Short Description:

This course aims to introduce discrete (point) and continuous stochastic processes. Required background is an undergraduate probability course at the level of Bertsekas and Tsitsiklis. Familiarity with more advanced concepts such as auto-correlation, power spectral density etc. is not required, but can be useful.
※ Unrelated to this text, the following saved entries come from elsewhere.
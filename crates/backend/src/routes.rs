use axum::{
    middleware,
    routing::{get, post},
    Router,
};

use crate::{auth, handlers, AppState};

/// Explicit route table. Everything in `protected` goes through `require_auth`.
pub fn api_routes(state: AppState) -> Router {
    let protected = Router::new()
        .route("/auth/me", get(auth::auth_me))
        .route("/calendar/events", get(handlers::list_calendar_events))
        .route_layer(middleware::from_fn_with_state(
            state.clone(),
            auth::require_auth,
        ));

    Router::new()
        .route("/", get(handlers::root))
        .route("/health", get(handlers::health_check))
        // Auth routes
        .route("/auth/google", post(auth::google_login))
        .route("/auth/logout", post(auth::auth_logout))
        .merge(protected)
        .with_state(state)
}
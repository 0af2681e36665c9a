//! Authentication middleware layer for protecting routes.

use axum::{
    async_trait,
    body::Body,
    extract::{FromRequestParts, State},
    http::{header, request::Parts, HeaderMap, Request},
    middleware::Next,
    response::{IntoResponse, Response},
};

use crate::error::ApiError;
use crate::AppState;

use super::error::AuthError;
use super::types::RequestContext;

/// Middleware function that requires authentication.
///
/// On success the [`RequestContext`] is stored in the request extensions.
/// This can be used with `axum::middleware::from_fn_with_state` to protect routes.
pub async fn require_auth(
    State(state): State<AppState>,
    mut request: Request<Body>,
    next: Next,
) -> Response {
    // An explicit Authorization header wins over the session cookie
    let token = extract_token_from_header(request.headers())
        .or_else(|| {
            extract_token_from_cookie(request.headers(), &state.auth_config.cookie_name)
        });

    let Some(token) = token else {
        tracing::debug!("Missing session token on {}", request.uri().path());
        return ApiError::from(AuthError::Unauthenticated).into_response();
    };

    match state.authorizer.authorize(&token) {
        Ok(ctx) => {
            request.extensions_mut().insert(ctx);
            next.run(request).await
        }
        Err(e) => ApiError::from(e).into_response(),
    }
}

#[async_trait]
impl<S> FromRequestParts<S> for RequestContext
where
    S: Send + Sync,
{
    type Rejection = ApiError;

    /// Fails closed: a handler mounted without `require_auth` never sees a context.
    async fn from_request_parts(parts: &mut Parts, _state: &S) -> Result<Self, Self::Rejection> {
        parts
            .extensions
            .get::<RequestContext>()
            .cloned()
            .ok_or_else(|| {
                tracing::warn!("No request context on protected route {}", parts.uri.path());
                AuthError::Unauthenticated.into()
            })
    }
}

fn extract_token_from_cookie(headers: &HeaderMap, cookie_name: &str) -> Option<String> {
    let cookie_header = headers.get(header::COOKIE)?.to_str().ok()?;

    for cookie_str in cookie_header.split(';') {
        if let Ok(cookie) = cookie::Cookie::parse(cookie_str.trim()) {
            if cookie.name() == cookie_name && !cookie.value().is_empty() {
                return Some(cookie.value().to_string());
            }
        }
    }

    None
}

fn extract_token_from_header(headers: &HeaderMap) -> Option<String> {
    headers
        .get(header::AUTHORIZATION)?
        .to_str()
        .ok()?
        .strip_prefix("Bearer ")
        .map(|s| s.trim().to_string())
}

/// Build an auth cookie string.
pub fn build_auth_cookie(name: &str, value: &str, max_age_secs: u64, secure: bool) -> String {
    let secure = if secure { "; Secure" } else { "" };
    format!(
        "{}={}; Path=/; HttpOnly; SameSite=Lax; Max-Age={}{}",
        name, value, max_age_secs, secure
    )
}
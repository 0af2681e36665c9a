use anyhow::{bail, Context};
use clap::{Parser, Subcommand};
use reqwest::{Client, Response};
use serde::de::DeserializeOwned;
use shared_types::{AccessTokenResponse, AuthUserResponse, CalendarEvent, GoogleLoginRequest};

#[derive(Parser)]
#[command(name = "calendar-cli")]
#[command(about = "CLI for signing in and reading tenant calendars via the backend API")]
#[command(
    long_about = "A command-line interface for the calendar backend server.\n\n\
    Exchanges a Google ID token for a session token, shows who a session belongs to,\n\
    and lists the calendar events of the session's tenant."
)]
struct Cli {
    /// Backend server URL to connect to.
    #[arg(
        short,
        long,
        default_value = "http://localhost:3000",
        env = "CALENDAR_API_URL"
    )]
    base_url: String,

    #[command(subcommand)]
    command: Commands,
}

#[derive(Subcommand)]
enum Commands {
    /// Sign in with a Google ID token and print the session token
    Login {
        /// Google ID token obtained from Google Sign-In
        #[arg(long, env = "GOOGLE_ID_TOKEN")]
        google_token: String,

        /// Tenant to sign into, required when the account belongs to several
        #[arg(short, long)]
        tenant: Option<String>,
    },
    /// Show the subject and tenant of a session
    Me {
        #[arg(long, env = "CALENDAR_ACCESS_TOKEN")]
        access_token: String,
    },
    /// List the calendar events of the session's tenant
    Events {
        #[arg(long, env = "CALENDAR_ACCESS_TOKEN")]
        access_token: String,
    },
}

#[tokio::main]
async fn main() -> anyhow::Result<()> {
    let cli = Cli::parse();
    let client = Client::new();
    let base_url = cli.base_url.trim_end_matches('/');

    match cli.command {
        Commands::Login {
            google_token,
            tenant,
        } => {
            let req = GoogleLoginRequest {
                token: google_token,
                tenant_id: tenant,
            };
            let response = client
                .post(format!("{}/auth/google", base_url))
                .json(&req)
                .send()
                .await
                .context("Failed to reach backend")?;
            let session: AccessTokenResponse = parse(response).await?;
            println!("{}", session.access_token);
        }
        Commands::Me { access_token } => {
            let response = client
                .get(format!("{}/auth/me", base_url))
                .bearer_auth(&access_token)
                .send()
                .await
                .context("Failed to reach backend")?;
            let me: AuthUserResponse = parse(response).await?;
            println!("subject: {}", me.subject_id);
            println!("tenant:  {}", me.tenant_id);
        }
        Commands::Events { access_token } => {
            let response = client
                .get(format!("{}/calendar/events", base_url))
                .bearer_auth(&access_token)
                .send()
                .await
                .context("Failed to reach backend")?;
            let events: Vec<CalendarEvent> = parse(response).await?;
            if events.is_empty() {
                println!("No events found.");
            } else {
                for event in events {
                    println!(
                        "[{}] {} {}",
                        &event.id.to_string()[..8],
                        event.starts_at.format("%Y-%m-%d %H:%M"),
                        event.title
                    );
                    if let Some(desc) = &event.description {
                        println!("    {}", desc);
                    }
                }
            }
        }
    }

    Ok(())
}

async fn parse<T: DeserializeOwned>(response: Response) -> anyhow::Result<T> {
    let status = response.status();
    if !status.is_success() {
        let body = response.text().await.unwrap_or_default();
        bail!("Request failed ({}): {}", status, body);
    }
    response.json().await.context("Invalid response body")
}
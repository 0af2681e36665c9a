use axum::extract::{Json, State};
use shared_types::{ApiInfoResponse, CalendarEvent, HealthResponse};

use crate::auth::types::RequestContext;
use crate::db::calendar_events;
use crate::error::ApiResult;
use crate::AppState;

pub async fn root() -> Json<ApiInfoResponse> {
    Json(ApiInfoResponse {
        message: "Calendar Management API".to_string(),
        version: env!("CARGO_PKG_VERSION").to_string(),
        docs: "/api-docs".to_string(),
        health: "/health".to_string(),
    })
}

pub async fn health_check() -> Json<HealthResponse> {
    Json(HealthResponse {
        status: "ok".to_string(),
    })
}

// Calendar handlers. The tenant always comes from the session, never from the request.
pub async fn list_calendar_events(
    State(state): State<AppState>,
    ctx: RequestContext,
) -> ApiResult<Json<Vec<CalendarEvent>>> {
    let mut conn = state.pool.get().await?;

    let events = calendar_events::list_for_tenant(&mut conn, &ctx.tenant_id).await?;
    tracing::debug!(
        "Listed {} calendar events for tenant {}",
        events.len(),
        ctx.tenant_id
    );

    Ok(Json(events))
}
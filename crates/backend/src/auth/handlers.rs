//! Authentication HTTP handlers.

use axum::{
    extract::{rejection::JsonRejection, State},
    http::{header, StatusCode},
    response::{IntoResponse, Response},
    Json,
};
use shared_types::{AccessTokenResponse, AuthUserResponse, GoogleLoginRequest};

use crate::error::{ApiError, ApiResult};
use crate::AppState;

use super::{
    build_auth_cookie, error::AuthError, types::RequestContext, verifier::verify_with_retry,
};

/// Exchange a Google ID token for a tenant-scoped session token.
///
/// The token is returned in the body and also set as an HTTP-only cookie.
pub async fn google_login(
    State(state): State<AppState>,
    payload: Result<Json<GoogleLoginRequest>, JsonRejection>,
) -> ApiResult<Response> {
    let Json(payload) = payload.map_err(login_body_error)?;
    let config = &state.auth_config;

    let identity = verify_with_retry(
        state.verifier.as_ref(),
        &payload.token,
        config.provider_retries,
        config.provider_backoff,
    )
    .await?;

    tracing::info!("Google login attempt from {}", identity.subject);
    tracing::debug!(
        "Verified email for {}: {}",
        identity.subject,
        identity.email.as_deref().unwrap_or("none")
    );

    let session = state
        .issuer
        .issue(&identity, payload.tenant_id.as_deref())
        .await?;

    tracing::debug!(
        "Session for tenant {} expires at {}",
        session.claims.tenant_id,
        session.claims.exp
    );

    let cookie = build_auth_cookie(
        &config.cookie_name,
        &session.access_token,
        config.token_ttl.as_secs(),
        config.secure_cookies,
    );

    Ok((
        [(header::SET_COOKIE, cookie)],
        Json(AccessTokenResponse {
            access_token: session.access_token,
        }),
    )
        .into_response())
}

/// JSON that lacks a usable `token` is a malformed credential; anything else
/// that fails to parse is a bad request.
fn login_body_error(rejection: JsonRejection) -> ApiError {
    match rejection {
        JsonRejection::JsonDataError(e) => {
            AuthError::InvalidCredential(format!("login body: {}", e.body_text())).into()
        }
        other => ApiError::BadRequest(other.body_text()),
    }
}

/// Get the subject and tenant of the current session.
pub async fn auth_me(ctx: RequestContext) -> Json<AuthUserResponse> {
    Json(AuthUserResponse {
        subject_id: ctx.subject_id,
        tenant_id: ctx.tenant_id,
    })
}

/// Logout - clear auth cookie.
pub async fn auth_logout(State(state): State<AppState>) -> impl IntoResponse {
    let cookie = build_auth_cookie(
        &state.auth_config.cookie_name,
        "",
        0,
        state.auth_config.secure_cookies,
    );

    (StatusCode::NO_CONTENT, [(header::SET_COOKIE, cookie)])
}
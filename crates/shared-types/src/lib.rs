use chrono::{DateTime, Utc};
use serde::{Deserialize, Serialize};
use uuid::Uuid;

// ============================================================================
// Calendar data
// ============================================================================

/// Calendar event matching database column order exactly.
/// Always owned by exactly one tenant.
#[derive(Debug, Clone, PartialEq, Eq, Serialize, Deserialize)]
#[cfg_attr(feature = "diesel", derive(diesel::Queryable))]
pub struct CalendarEvent {
    pub id: Uuid,
    pub tenant_id: String,
    pub title: String,
    pub description: Option<String>,
    pub starts_at: DateTime<Utc>,
    pub ends_at: Option<DateTime<Utc>>,
    pub created_at: DateTime<Utc>,
}

// ============================================================================
// Auth API types
// ============================================================================

/// Body of `POST /auth/google`.
#[derive(Debug, Clone, Serialize, Deserialize)]
pub struct GoogleLoginRequest {
    /// Google ID token obtained by the client
    pub token: String,
    /// Tenant to sign into when the user belongs to several
    #[serde(default, skip_serializing_if = "Option::is_none")]
    pub tenant_id: Option<String>,
}

#[derive(Debug, Clone, Serialize, Deserialize)]
pub struct AccessTokenResponse {
    pub access_token: String,
}

/// Response of `GET /auth/me`
#[derive(Debug, Clone, PartialEq, Eq, Serialize, Deserialize)]
pub struct AuthUserResponse {
    pub subject_id: String,
    pub tenant_id: String,
}

// ============================================================================
// Misc
// ============================================================================

#[derive(Debug, Clone, Serialize, Deserialize)]
pub struct ApiInfoResponse {
    pub message: String,
    pub version: String,
    pub docs: String,
    pub health: String,
}

#[derive(Debug, Clone, Serialize, Deserialize)]
pub struct HealthResponse {
    pub status: String,
}
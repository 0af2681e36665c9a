use std::time::Duration;

use anyhow::{bail, Context, Result};
use jsonwebtoken::Algorithm;
use secrecy::SecretString;

use crate::auth::types::AuthConfig;

const DEFAULT_TOKEN_TTL: &str = "7d";
const DEFAULT_TOKENINFO_URL: &str = "https://oauth2.googleapis.com/tokeninfo";

#[derive(Debug)]
pub struct AppConfig {
    pub database_url: String,
    pub port: u16,
    /// `None` means permissive CORS
    pub cors_allowed_origins: Option<Vec<String>>,
    pub auth: AuthConfig,
}

impl AppConfig {
    /// Load configuration from environment variables.
    ///
    /// Required env vars:
    /// - `DATABASE_URL`: PostgreSQL connection string
    /// - `JWT_SECRET`: Secret key for signing session tokens
    /// - `GOOGLE_CLIENT_ID`: Audience expected in Google ID tokens
    pub fn from_env() -> Result<Self> {
        Self::from_lookup(|key| std::env::var(key).ok())
    }

    pub fn from_lookup(lookup: impl Fn(&str) -> Option<String>) -> Result<Self> {
        let required = |key: &str| -> Result<String> {
            lookup(key)
                .filter(|v| !v.trim().is_empty())
                .with_context(|| format!("{} must be set", key))
        };

        let cors_allowed_origins = lookup("CORS_ALLOWED_ORIGINS").map(|origins| {
            origins
                .split(',')
                .map(|s| s.trim().to_string())
                .filter(|s| !s.is_empty())
                .collect()
        });

        let auth = AuthConfig {
            jwt_secret: SecretString::from(required("JWT_SECRET")?),
            algorithm: parse_algorithm(lookup("JWT_ALGORITHM").as_deref().unwrap_or("HS256"))?,
            token_ttl: parse_ttl(
                lookup("JWT_EXPIRES_IN")
                    .as_deref()
                    .unwrap_or(DEFAULT_TOKEN_TTL),
            )?,
            leeway_secs: parse_or(&lookup, "JWT_LEEWAY_SECS", 0)?,
            cookie_name: lookup("AUTH_COOKIE_NAME").unwrap_or_else(|| "auth_token".to_string()),
            secure_cookies: lookup("RUST_ENV").as_deref() == Some("production"),
            google_client_id: required("GOOGLE_CLIENT_ID")?,
            google_tokeninfo_url: lookup("GOOGLE_TOKENINFO_URL")
                .unwrap_or_else(|| DEFAULT_TOKENINFO_URL.to_string()),
            provider_timeout: timeout_secs(&lookup, "PROVIDER_TIMEOUT_SECS")?,
            directory_timeout: timeout_secs(&lookup, "DIRECTORY_TIMEOUT_SECS")?,
            provider_retries: parse_or(&lookup, "PROVIDER_RETRIES", 2)?,
            provider_backoff: Duration::from_millis(parse_or(&lookup, "PROVIDER_BACKOFF_MS", 200)?),
        };

        Ok(Self {
            database_url: required("DATABASE_URL")?,
            port: parse_or(&lookup, "PORT", 3000)?,
            cors_allowed_origins,
            auth,
        })
    }
}

fn parse_or<T>(lookup: &impl Fn(&str) -> Option<String>, key: &str, default: T) -> Result<T>
where
    T: std::str::FromStr,
    T::Err: std::error::Error + Send + Sync + 'static,
{
    match lookup(key) {
        Some(raw) => raw
            .trim()
            .parse()
            .with_context(|| format!("{} must be a valid number", key)),
        None => Ok(default),
    }
}

/// External calls always carry a timeout; zero is rejected.
fn timeout_secs(lookup: &impl Fn(&str) -> Option<String>, key: &str) -> Result<Duration> {
    let secs: u64 = parse_or(lookup, key, 5)?;
    if secs == 0 {
        bail!("{} must be greater than zero", key);
    }
    Ok(Duration::from_secs(secs))
}

/// Parse a token lifetime such as `7d`, `12h`, `30m` or a bare number of seconds.
pub fn parse_ttl(raw: &str) -> Result<Duration> {
    let raw = raw.trim();
    let ttl = match raw.parse::<u64>() {
        Ok(secs) => Duration::from_secs(secs),
        Err(_) => humantime::parse_duration(raw)
            .with_context(|| format!("JWT_EXPIRES_IN has an invalid duration: {}", raw))?,
    };

    if ttl.is_zero() {
        bail!("JWT_EXPIRES_IN must be greater than zero");
    }
    Ok(ttl)
}

/// Only HMAC algorithms work with a shared secret.
pub fn parse_algorithm(raw: &str) -> Result<Algorithm> {
    let algorithm: Algorithm = raw
        .trim()
        .parse()
        .with_context(|| format!("JWT_ALGORITHM is not a known algorithm: {}", raw))?;

    match algorithm {
        Algorithm::HS256 | Algorithm::HS384 | Algorithm::HS512 => Ok(algorithm),
        other => bail!("JWT_ALGORITHM {:?} is not supported with a shared secret", other),
    }
}
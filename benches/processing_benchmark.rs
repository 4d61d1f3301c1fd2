use criterion::{black_box, criterion_group, criterion_main, BenchmarkId, Criterion};
use maintenance_pipeline::models::{ProductType, SensorReading};
use maintenance_pipeline::processors::FeatureEngineer;
use maintenance_pipeline::readers::RawDataReader;
use maintenance_pipeline::writers::ProcessedCsvWriter;

const HEADER: &str = "UDI,Product ID,Type,Air temperature [K],Process temperature [K],Rotational speed [rpm],Torque [Nm],Tool wear [min]";

// Deterministic rows spread across all three product types
fn create_raw_csv(rows: usize) -> String {
    let mut csv = String::with_capacity(rows * 64);
    csv.push_str(HEADER);
    csv.push('\n');

    for i in 0..rows {
        let product_type = ProductType::ALL[i % 3];
        let air = 295.0 + (i % 50) as f64 * 0.1;
        let process = air + 8.0 + (i % 30) as f64 * 0.1;
        let speed = 1200 + (i % 1600);
        let torque = 20.0 + (i % 500) as f64 * 0.1;
        let wear = i % 250;

        csv.push_str(&format!(
            "{},{}{},{},{:.1},{:.1},{},{:.1},{}\n",
            i + 1,
            product_type.code(),
            10000 + i,
            product_type.code(),
            air,
            process,
            speed,
            torque,
            wear
        ));
    }

    csv
}

fn benchmark_feature_engineering(c: &mut Criterion) {
    let engineer = FeatureEngineer::new();
    let reading = SensorReading::new(ProductType::Medium, 298.1, 308.6, 1551.0, 42.8, 108.0);

    c.bench_function("engineer_single_reading", |b| {
        b.iter(|| engineer.engineer(black_box(&reading)))
    });
}

fn benchmark_pipeline(c: &mut Criterion) {
    let mut group = c.benchmark_group("preprocess_pipeline");

    for rows in [1_000, 10_000] {
        let raw = create_raw_csv(rows);

        group.bench_with_input(BenchmarkId::new("read_and_engineer", rows), &raw, |b, raw| {
            b.iter(|| {
                let table = RawDataReader::new().read_from(raw.as_bytes()).unwrap();
                FeatureEngineer::new().preprocess(black_box(table)).unwrap()
            })
        });

        let table = RawDataReader::new().read_from(raw.as_bytes()).unwrap();
        let processed = FeatureEngineer::new().preprocess(table).unwrap();
        group.bench_with_input(BenchmarkId::new("write_csv", rows), &processed, |b, processed| {
            b.iter(|| {
                let mut sink = Vec::with_capacity(rows * 128);
                ProcessedCsvWriter::new()
                    .write_to(black_box(processed), &mut sink)
                    .unwrap();
                sink
            })
        });
    }

    group.finish();
}

criterion_group!(benches, benchmark_feature_engineering, benchmark_pipeline);
criterion_main!(benches);
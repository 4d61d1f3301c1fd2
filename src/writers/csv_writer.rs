use crate::error::Result;
use crate::models::{ProcessedRow, ProcessedTable};
use crate::utils::constants::{DERIVED_COLUMNS, PROCESSED_CSV_FILE};
use crate::writers::{output_temp_file, BoolFormat};
use csv::{StringRecord, WriterBuilder};
use std::io::{BufWriter, Write};
use std::path::{Path, PathBuf};
use tracing::debug;

pub struct ProcessedCsvWriter {
    bool_format: BoolFormat,
}

impl ProcessedCsvWriter {
    pub fn new() -> Self {
        Self {
            bool_format: BoolFormat::Words,
        }
    }

    pub fn with_bool_format(mut self, bool_format: BoolFormat) -> Self {
        self.bool_format = bool_format;
        self
    }

    /// Write `dir/processed_data.csv`, creating `dir` if needed.
    ///
    /// The file is written next to its destination and renamed into place,
    /// so a failed write never leaves a truncated table behind.
    pub fn save(&self, table: &ProcessedTable, dir: &Path) -> Result<PathBuf> {
        std::fs::create_dir_all(dir)?;
        let path = dir.join(PROCESSED_CSV_FILE);

        let mut temp_file = output_temp_file(dir)?;
        self.write_to(table, BufWriter::new(temp_file.as_file_mut()))?;
        temp_file.persist(&path)?;

        debug!("Wrote {} rows to {}", table.len(), path.display());
        Ok(path)
    }

    pub fn write_to<W: Write>(&self, table: &ProcessedTable, sink: W) -> Result<()> {
        let mut writer = WriterBuilder::new().from_writer(sink);

        writer.write_record(&output_headers(table.input_headers()))?;
        for row in table.rows() {
            writer.write_record(&self.output_record(row))?;
        }

        writer.flush()?;
        Ok(())
    }

    fn output_record(&self, row: &ProcessedRow) -> StringRecord {
        let features = &row.derived.features;
        let conditions = &row.derived.conditions;

        let mut record = row.raw.clone();
        record.push_field(&format_float(features.delta_temp));
        record.push_field(&format_float(features.power));
        record.push_field(&format_float(features.overstrain));
        record.push_field(self.bool_format.format(conditions.heat_dissipation));
        record.push_field(self.bool_format.format(conditions.power));
        record.push_field(self.bool_format.format(conditions.overstrain));
        record
    }
}

impl Default for ProcessedCsvWriter {
    fn default() -> Self {
        Self::new()
    }
}

/// Input columns in their original order, then the derived columns
pub fn output_headers(input_headers: &StringRecord) -> StringRecord {
    let mut headers = input_headers.clone();
    for name in DERIVED_COLUMNS {
        headers.push_field(name);
    }
    headers
}

/// Shortest round-trip representation, always with a decimal point
pub fn format_float(value: f64) -> String {
    format!("{:?}", value)
}
use indicatif::{ProgressBar, ProgressStyle};
use std::time::Duration;

pub struct ProgressReporter {
    progress_bar: Option<ProgressBar>,
    silent: bool,
}

impl ProgressReporter {
    /// Byte-count bar for a download; falls back to a spinner when the size is unknown
    pub fn new_download(total_bytes: Option<u64>, message: &str, silent: bool) -> Self {
        if silent {
            return Self::silent();
        }

        let pb = match total_bytes {
            Some(total) => {
                let pb = ProgressBar::new(total);
                pb.set_style(
                    ProgressStyle::default_bar()
                        .template("{msg}\n{spinner:.green} [{elapsed_precise}] [{bar:40.cyan/blue}] {bytes}/{total_bytes} ({eta})")
                        .unwrap_or_else(|_| ProgressStyle::default_bar())
                        .progress_chars("#>-"),
                );
                pb
            }
            None => {
                let pb = ProgressBar::new_spinner();
                pb.set_style(
                    ProgressStyle::default_spinner()
                        .template("{spinner:.green} {msg} {bytes}")
                        .unwrap_or_else(|_| ProgressStyle::default_spinner()),
                );
                pb
            }
        };
        pb.set_message(message.to_string());
        pb.enable_steady_tick(Duration::from_millis(100));

        Self {
            progress_bar: Some(pb),
            silent: false,
        }
    }

    pub fn new_spinner(message: &str, silent: bool) -> Self {
        if silent {
            return Self::silent();
        }

        let pb = ProgressBar::new_spinner();
        pb.set_style(
            ProgressStyle::default_spinner()
                .template("{spinner:.green} {msg}")
                .unwrap_or_else(|_| ProgressStyle::default_spinner()),
        );
        pb.set_message(message.to_string());
        pb.enable_steady_tick(Duration::from_millis(100));

        Self {
            progress_bar: Some(pb),
            silent: false,
        }
    }

    fn silent() -> Self {
        Self {
            progress_bar: None,
            silent: true,
        }
    }

    pub fn increment(&self, delta: u64) {
        if let Some(ref pb) = self.progress_bar {
            pb.inc(delta);
        }
    }

    pub fn set_message(&self, message: &str) {
        if let Some(ref pb) = self.progress_bar {
            pb.set_message(message.to_string());
        }
    }

    pub fn finish_with_message(&self, message: &str) {
        if let Some(ref pb) = self.progress_bar {
            pb.finish_with_message(message.to_string());
        }
    }

    pub fn println(&self, message: &str) {
        if !self.silent {
            if let Some(ref pb) = self.progress_bar {
                pb.println(message);
            } else {
                println!("{}", message);
            }
        }
    }
}

impl Drop for ProgressReporter {
    fn drop(&mut self) {
        if let Some(ref pb) = self.progress_bar {
            if !pb.is_finished() {
                pb.finish_and_clear();
            }
        }
    }
}

#[cfg(test)]
mod tests {
    use super::*;

    #[test]
    fn test_silent_reporter_is_inert() {
        let progress = ProgressReporter::new_download(Some(100), "Downloading", true);
        progress.increment(50);
        progress.set_message("still silent");
        progress.println("not printed");
        progress.finish_with_message("done");
        assert!(progress.progress_bar.is_none());
    }
}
Textbook: R.G. Gallager “Stochastic Processes, Theory For Applications”, Cambridge Press 2013 (available at bookstore).

Other texts:
1. R.G. Gallager, “Discrete Stochastic Processes,” Kluwer Academic Press 1996. (This is the earlier lecture notes version of the textbook.)
2. E. Çinlar, “Introduction to Stochastic Processes,” Dover Publications, 2013, (reprinted version of 1975 version).
3. S.M. Ross, “Introduction to Probability Models,” Academic Press, 2003.
4. D.P. Bertsekas and J.N. Tsitsiklis, “Introduction to Probability,” Athena Scientific 2002.
5. A. Papoulis, “Probability, Random Variables, and Stochastic Processes,” 3rd edition, McGraw Hill, 1991.

Course Outline:

1. (Chap.1) Probability Review, (probability space, axioms, random variables, expectations, basic inequalities, stochastic convergence, law of large numbers)
2. (Chap.2) Poisson Processes, (definitions, splitting-merging, applications)
3. (Chap.3) Gaussian Processes, (Gaussian vectors, covariance matrices, linear transformations, Gaussian processes, stationarity, LTI filtering of Gaussian processes, power spectral density)
4. (Chap.4) Finite-state Markov Chains, (Classification of states, matrix representation, ergodic chains, expected first passage time, Markov decision theory)
5. (Chap.6) Countable-State Markov Chains, (steady-state, positive recurrence, null recurrence)
6. (Chap.9) Random Walks, Threshold Crossings, Chernoff Bound, Wald’s Inequality, Martingales.